2010 Commonwealth Writers Prize

The shortlist for the regional winners from Africa have been unveiled in the race to win the influential 2010 Commonwealth Writers’ Prize.

The critically acclaimed Commonwealth Writers’ Prize is in its 24th year and has a strong track record of discovering new international stars. It offers an exceptional opportunity for new writers to demonstrate their talent and for authors already on the literary scene to strengthen their reputation.  Authors across Africa are in pole position to compete with some of the best authors from the Caribbean and Canada, South Asia and Europe, and South East Asia and the Pacific to win the coveted prizes of the Commonwealth’s Best Book and Best First Book.

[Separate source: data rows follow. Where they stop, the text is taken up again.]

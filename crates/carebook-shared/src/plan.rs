//! Subscription plan tiers and the monthly credits each one grants.
//!
//! The active plan is supplied by an external billing provider; this module
//! only knows the identifiers it uses and the allocation table.

use serde::{Deserialize, Serialize};

#[derive(Debug, Clone, Copy, PartialEq, Eq, Hash, Serialize, Deserialize)]
#[serde(rename_all = "snake_case")]
pub enum Plan {
    FreeUser,
    Standard,
    Premium,
}

impl Plan {
    /// Plan identifier as used by the billing provider and stored in
    /// `credit_transactions.package_id`.
    pub fn id(&self) -> &'static str {
        match self {
            Plan::FreeUser => "free_user",
            Plan::Standard => "standard",
            Plan::Premium => "premium",
        }
    }

    /// Credits granted once per calendar month while the plan is active.
    pub fn monthly_credits(&self) -> i64 {
        match self {
            Plan::FreeUser => 0,
            Plan::Standard => 10,
            Plan::Premium => 24,
        }
    }

    pub fn from_id(id: &str) -> Option<Self> {
        match id.trim() {
            "free_user" => Some(Plan::FreeUser),
            "standard" => Some(Plan::Standard),
            "premium" => Some(Plan::Premium),
            _ => None,
        }
    }
}

impl std::fmt::Display for Plan {
    fn fmt(&self, f: &mut std::fmt::Formatter<'_>) -> std::fmt::Result {
        f.write_str(self.id())
    }
}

The main purpose of the prize is to encourage and reward the upsurge of new Commonwealth fiction and ensure that works of merit reach a wider audience outside their country of origin.

This year Penguin Books is proud to announce that four Penguin books have been shortlisted to win the coveted prizes of the Commonwealth’s Best Book and Best First Book.  These books will now go through to the next phase of the competition, where the African regional judging panel will meet to decide the two regional Commonwealth winners for Best Book and Best First Book. The regional winners will be announced at an event on 11 March in Johannesburg. 

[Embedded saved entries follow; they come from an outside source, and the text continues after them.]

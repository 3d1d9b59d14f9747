use axum::http::StatusCode;
use axum::response::{IntoResponse, Response};
use thiserror::Error;

use carebook_shared::CoreError;
use carebook_store::StoreError;

#[derive(Debug, Error)]
pub enum ServerError {
    #[error(transparent)]
    Core(#[from] CoreError),

    #[error("Storage error: {0}")]
    Store(StoreError),

    #[error("Internal error: {0}")]
    Internal(String),
}

impl From<StoreError> for ServerError {
    fn from(e: StoreError) -> Self {
        match e {
            StoreError::Core(core) => ServerError::Core(core),
            StoreError::NotFound => ServerError::Core(CoreError::NotFound),
            other => ServerError::Store(other),
        }
    }
}

impl ServerError {
    /// SQLite lock contention that outlived the busy timeout.
    pub fn is_busy(&self) -> bool {
        matches!(self, ServerError::Store(e) if e.is_busy())
    }

    pub fn status(&self) -> StatusCode {
        match self {
            ServerError::Core(core) => match core {
                CoreError::Unauthorized => StatusCode::UNAUTHORIZED,
                CoreError::NotFound
                | CoreError::DoctorUnavailable
                | CoreError::NoAvailabilityConfigured => StatusCode::NOT_FOUND,
                CoreError::InvalidInput(_) | CoreError::InvalidTransition { .. } => {
                    StatusCode::BAD_REQUEST
                }
                CoreError::SlotConflict => StatusCode::CONFLICT,
                CoreError::InsufficientCredit => StatusCode::PAYMENT_REQUIRED,
                CoreError::VideoSessionError => StatusCode::BAD_GATEWAY,
                CoreError::LedgerTransferFailed => StatusCode::INTERNAL_SERVER_ERROR,
            },
            ServerError::Store(_) | ServerError::Internal(_) => StatusCode::INTERNAL_SERVER_ERROR,
        }
    }
}

impl IntoResponse for ServerError {
    fn into_response(self) -> Response {
        let status = self.status();
        let message = match &self {
            ServerError::Core(core) => core.to_string(),
            ServerError::Store(_) | ServerError::Internal(_) => {
                tracing::error!(error = %self, "request failed");
                "Internal server error".to_string()
            }
        };

        let body = serde_json::json!({
            "error": message,
        });

        (status, axum::Json(body)).into_response()
    }
}
//! # carebook-shared
//!
//! Domain vocabulary shared by the store and the server: roles and statuses,
//! subscription plans, the error taxonomy, time intervals, the slot generator
//! and the doctor verification state machine.
//!
//! Nothing in this crate touches I/O.

pub mod constants;
pub mod error;
pub mod interval;
pub mod plan;
pub mod slots;
pub mod types;
pub mod verification;

pub use error::CoreError;
pub use interval::TimeRange;
pub use plan::Plan;
pub use types::{AppointmentStatus, AvailabilityStatus, Role, TransactionType, VerificationStatus};
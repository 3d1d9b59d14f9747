//! Video session providers.
//!
//! A booking needs a session id before it is committed. The HTTP provider
//! asks an external video service for one; the local provider mints ids
//! itself for development setups without a video backend.

use std::sync::Arc;
use std::time::Duration;

use async_trait::async_trait;
use serde::Deserialize;
use thiserror::Error;
use uuid::Uuid;

use crate::config::ServerConfig;

#[derive(Debug, Error)]
pub enum VideoError {
    #[error("video service request failed: {0}")]
    Http(#[from] reqwest::Error),

    #[error("video service answered {0}")]
    Status(reqwest::StatusCode),

    #[error("video service returned an empty session id")]
    EmptySession,
}

#[async_trait]
pub trait VideoSessionProvider: Send + Sync {
    async fn create_session(&self) -> Result<String, VideoError>;
}

/// Pick the provider described by the configuration.
pub fn from_config(config: &ServerConfig) -> Result<Arc<dyn VideoSessionProvider>, VideoError> {
    match &config.video_api_url {
        Some(url) => {
            tracing::info!(endpoint = %url, "using HTTP video provider");
            Ok(Arc::new(HttpVideoProvider::new(
                url.clone(),
                config.video_api_key.clone(),
            )?))
        }
        None => {
            tracing::warn!("VIDEO_API_URL not set, minting local video session ids");
            Ok(Arc::new(LocalVideoProvider))
        }
    }
}

// ---------------------------------------------------------------------------
// HTTP
// ---------------------------------------------------------------------------

pub struct HttpVideoProvider {
    client: reqwest::Client,
    endpoint: String,
    api_key: Option<String>,
}

#[derive(Deserialize)]
struct SessionResponse {
    #[serde(alias = "sessionId")]
    session_id: String,
}

impl HttpVideoProvider {
    pub fn new(endpoint: String, api_key: Option<String>) -> Result<Self, VideoError> {
        let client = reqwest::Client::builder()
            .timeout(Duration::from_secs(10))
            .build()?;
        Ok(Self::with_client(client, endpoint, api_key))
    }

    pub fn with_client(client: reqwest::Client, endpoint: String, api_key: Option<String>) -> Self {
        Self {
            client,
            endpoint,
            api_key,
        }
    }
}

#[async_trait]
impl VideoSessionProvider for HttpVideoProvider {
    async fn create_session(&self) -> Result<String, VideoError> {
        let mut request = self
            .client
            .post(&self.endpoint)
            .json(&serde_json::json!({ "media_mode": "routed" }));
        if let Some(key) = &self.api_key {
            request = request.bearer_auth(key);
        }

        let resp = request.send().await?;
        if !resp.status().is_success() {
            return Err(VideoError::Status(resp.status()));
        }

        let body: SessionResponse = resp.json().await?;
        if body.session_id.trim().is_empty() {
            return Err(VideoError::EmptySession);
        }
        Ok(body.session_id)
    }
}

// ---------------------------------------------------------------------------
// Local
// ---------------------------------------------------------------------------

pub struct LocalVideoProvider;

#[async_trait]
impl VideoSessionProvider for LocalVideoProvider {
    async fn create_session(&self) -> Result<String, VideoError> {
        Ok(format!("local-{}", Uuid::new_v4()))
    }
}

The shortlisted books from the Penguin Group are as follows:
Best Book (Africa Region):


Kings of the Water by Mark Behr (Little, Brown)
When Michiel Steyn returns to the family farmstead in South Africa for his mother's funeral, he has spent close to half his lifetime abroad. But even after fifteen year’s absence, neither Michiel nor those he left behind have truly come to terms with his terrible flight from the farm they called Paradise. As Michiel submits himself to the rituals of mourning and remembrance in the small town and on the land where he became a man, all that has lain undisturbed for years is brought to light. A father's implacable fury and a brother's violent death, the loss of a child, the betrayal of love and the ugly memory of the dying days of apartheid all come between the prodigal and forgiveness.






Tsamma Season by Rosemund J Handler (Penguin SA)
Tsamma Season is set in the late 1800s. An intrepid couple spurn their former lives to take on the challenge of building a home in the Kalahari Desert. The family’s story is told by their precocious daughter, Emma. Born and raised in the desert, Emma’s love for the haunting isolation of her home, and for the singular people and animals with whom she shares it, becomes the driving force of her life’s journey.

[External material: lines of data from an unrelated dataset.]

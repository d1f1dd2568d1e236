//! Command-line arguments.

use std::time::Duration;

use clap::Parser;

use gallerysync_client::config::{ReconnectPolicy, SyncConfig, MAX_RECONNECT_ATTEMPTS};

/// Command-line arguments for the demo driver.
#[derive(Parser, Debug)]
#[command(name = "gallerysync")]
#[command(version, about = "Drive the gallerysync listener manager against an in-memory store", long_about = None)]
pub struct Args {
    /// Default cache TTL in seconds.
    #[arg(long, default_value_t = 300)]
    pub cache_ttl_secs: u64,

    /// Cache sweep interval in seconds. Set to 0 to disable the sweeper.
    #[arg(long, default_value_t = 60)]
    pub sweep_interval_secs: u64,

    /// Delay before the first reconnect attempt, in milliseconds.
    #[arg(long, default_value_t = 1000)]
    pub reconnect_delay_ms: u64,

    /// Consecutive failed reconnects before giving up.
    #[arg(long, default_value_t = MAX_RECONNECT_ATTEMPTS)]
    pub max_reconnect_attempts: u32,

    /// How long the host stays offline during the demo, in milliseconds.
    #[arg(long, default_value_t = 500)]
    pub offline_ms: u64,

    /// How long the store stays unavailable during the demo, in milliseconds.
    #[arg(long, default_value_t = 1500)]
    pub outage_ms: u64,

    /// Print counters as JSON instead of Prometheus text.
    #[arg(long)]
    pub json: bool,
}

impl Args {
    /// Convert command-line arguments to the manager configuration.
    pub fn into_config(self) -> SyncConfig {
        let config = SyncConfig::new()
            .with_default_cache_ttl(Duration::from_secs(self.cache_ttl_secs))
            .with_reconnect_policy(ReconnectPolicy::new(
                Duration::from_millis(self.reconnect_delay_ms),
                self.max_reconnect_attempts,
            ));

        if self.sweep_interval_secs == 0 {
            config.without_sweeper()
        } else {
            config.with_sweep_interval(Duration::from_secs(self.sweep_interval_secs))
        }
    }

    /// Durations of the simulated host and store outages.
    pub fn outages(&self) -> (Duration, Duration) {
        (
            Duration::from_millis(self.offline_ms),
            Duration::from_millis(self.outage_ms),
        )
    }
}

#[cfg(test)]
mod tests {
    use super::*;

    #[test]
    fn test_default_args() {
        let args = Args::parse_from(["gallerysync"]);
        assert_eq!(
            args.outages(),
            (Duration::from_millis(500), Duration::from_millis(1500))
        );
        assert!(!args.json);

        let config = args.into_config();
        assert_eq!(config, SyncConfig::default());
    }

    #[test]
    fn test_args_into_config() {
        let args = Args::parse_from([
            "gallerysync",
            "--cache-ttl-secs",
            "30",
            "--sweep-interval-secs",
            "0",
            "--reconnect-delay-ms",
            "250",
            "--max-reconnect-attempts",
            "3",
        ]);
        let config = args.into_config();

        assert_eq!(config.default_cache_ttl, Duration::from_secs(30));
        assert!(config.sweep_interval.is_none());
        assert_eq!(
            config.reconnect,
            ReconnectPolicy::new(Duration::from_millis(250), 3)
        );
    }
}
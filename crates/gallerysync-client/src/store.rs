//! Remote document store boundary.
//!
//! The sync layer never talks to a database directly. It opens push
//! subscriptions through [`DocumentStore`] and receives full snapshots on
//! callbacks until the returned [`StoreSubscription`] is cancelled.

use std::fmt;
use std::sync::Arc;

use async_trait::async_trait;
use serde::{Deserialize, Serialize};

pub use gallerysync_core::RawDocument;

use crate::error::StoreError;

/// Sort direction for collection snapshots.
#[derive(Debug, Clone, Copy, PartialEq, Eq, Hash, Serialize, Deserialize)]
#[serde(rename_all = "lowercase")]
pub enum OrderDirection {
    Asc,
    Desc,
}

/// Ordering applied by the store to a collection snapshot.
#[derive(Debug, Clone, PartialEq, Eq, Hash, Serialize, Deserialize)]
pub struct OrderSpec {
    pub field: String,
    pub direction: OrderDirection,
}

impl OrderSpec {
    /// Ascending by `field`.
    pub fn asc(field: impl Into<String>) -> Self {
        Self {
            field: field.into(),
            direction: OrderDirection::Asc,
        }
    }

    /// Descending by `field`.
    pub fn desc(field: impl Into<String>) -> Self {
        Self {
            field: field.into(),
            direction: OrderDirection::Desc,
        }
    }
}

/// A pushed snapshot before translation into feed records.
#[derive(Debug, Clone, PartialEq)]
pub enum RawSnapshot {
    /// Every document of a collection, in store order.
    Collection(Vec<RawDocument>),
    /// A single document, `None` if it does not exist.
    Document(Option<RawDocument>),
}

/// Receives collection snapshots.
pub type CollectionCallback = Arc<dyn Fn(Vec<RawDocument>) + Send + Sync>;

/// Receives single-document snapshots.
pub type DocumentCallback = Arc<dyn Fn(Option<RawDocument>) + Send + Sync>;

/// Receives subscription failures.
pub type StoreErrorCallback = Arc<dyn Fn(StoreError) + Send + Sync>;

/// Cancel handle for one open store subscription.
///
/// Cancelling is idempotent, and dropping the handle cancels it.
pub struct StoreSubscription {
    cancel: Option<Box<dyn FnOnce() + Send + Sync>>,
}

impl StoreSubscription {
    /// Wrap a store-specific cancel function.
    pub fn new<F>(cancel: F) -> Self
    where
        F: FnOnce() + Send + Sync + 'static,
    {
        Self {
            cancel: Some(Box::new(cancel)),
        }
    }

    /// A handle with nothing to cancel.
    pub fn noop() -> Self {
        Self { cancel: None }
    }

    /// Stop the subscription.
    pub fn cancel(mut self) {
        self.run_cancel();
    }

    fn run_cancel(&mut self) {
        if let Some(cancel) = self.cancel.take() {
            cancel();
        }
    }
}

impl Drop for StoreSubscription {
    fn drop(&mut self) {
        self.run_cancel();
    }
}

impl fmt::Debug for StoreSubscription {
    fn fmt(&self, f: &mut fmt::Formatter<'_>) -> fmt::Result {
        f.debug_struct("StoreSubscription")
            .field("live", &self.cancel.is_some())
            .finish()
    }
}

/// A document store that pushes snapshots to subscribers.
///
/// Implementations deliver the current state once the subscription is open
/// and again after every change, in push order. Callbacks must not be
/// invoked while the store holds a lock the cancel function also takes, so
/// that consumers can cancel from inside a callback.
#[async_trait]
pub trait DocumentStore: Send + Sync + 'static {
    /// Watch every document in the collection at `path`, sorted by `order`.
    async fn subscribe_collection(
        &self,
        path: &str,
        order: OrderSpec,
        on_snapshot: CollectionCallback,
        on_error: StoreErrorCallback,
    ) -> Result<StoreSubscription, StoreError>;

    /// Watch the single document at `path` (`<collection>/<id>`).
    async fn subscribe_document(
        &self,
        path: &str,
        on_snapshot: DocumentCallback,
        on_error: StoreErrorCallback,
    ) -> Result<StoreSubscription, StoreError>;
}

/// Shared store handle.
pub type SharedDocumentStore = Arc<dyn DocumentStore>;

#[cfg(test)]
mod tests {
    use super::*;
    use std::sync::atomic::{AtomicUsize, Ordering};

    #[test]
    fn test_cancel_runs_once() {
        let cancels = Arc::new(AtomicUsize::new(0));
        let counter = Arc::clone(&cancels);
        let subscription = StoreSubscription::new(move || {
            counter.fetch_add(1, Ordering::SeqCst);
        });

        subscription.cancel();

        assert_eq!(cancels.load(Ordering::SeqCst), 1);
    }

    #[test]
    fn test_drop_cancels() {
        let cancels = Arc::new(AtomicUsize::new(0));
        let counter = Arc::clone(&cancels);
        {
            let _subscription = StoreSubscription::new(move || {
                counter.fetch_add(1, Ordering::SeqCst);
            });
        }
        assert_eq!(cancels.load(Ordering::SeqCst), 1);

        StoreSubscription::noop().cancel();
    }

    #[test]
    fn test_order_spec() {
        let order = OrderSpec::desc("createdAt");
        assert_eq!(order.field, "createdAt");
        assert_eq!(order.direction, OrderDirection::Desc);
        assert_eq!(OrderSpec::asc("name").direction, OrderDirection::Asc);
    }
}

Best First Book (Africa Region):
Jelly Dog Days by Erica Emdon (Penguin SA)
Growing up in a working-class family in the 1960s and ‘70s, with her narcissistic and neglectful mother, Lizette, and her stepfather, Piet, a construction worker who spends much of his time away from home, Terry learns early on that childhood, at least for her, is a matter of survival. Those who are meant to protect and care for her increasingly exploit her, and as she watches her mother drag herself to and from her job at Harry’s Dry Cleaner’s each day, then sink into alcoholism and eventually relinquish all parental responsibility, it is left to Terry to become the caregiver and protector of her four younger siblings. The only real affection she is shown comes from the family’s nanny Sophie, with whom she forms a strong bond, and from Piet who, while proving to be the more attentive parent, nevertheless exacts a high price for his affection.

Sleeper’s Wake by Alistair Morgan (Penguin SA)
Winner of the 2009 Plimpton Prize.  When forty-six year old John Wraith regains consciousness after the horrific car accident that claims the lives of his wife and daughter, he is adrift, bewildered and deeply traumatised. He takes up the offer of time to recuperate in Nature’s Valley, and it is here that his path crosses that of a damaged family in retreat from their own horrific trauma. John’s uneasy involvement with this trio and particularly with Jackie, for whom he feels a confusing mixture of protectiveness and sexual attraction, provides the novel with its driving narrative and, ultimately, its shocking conclusion.  Written in lucid, often beautiful prose, Sleeper’s Wake is a haunting study of man at his most vulnerable.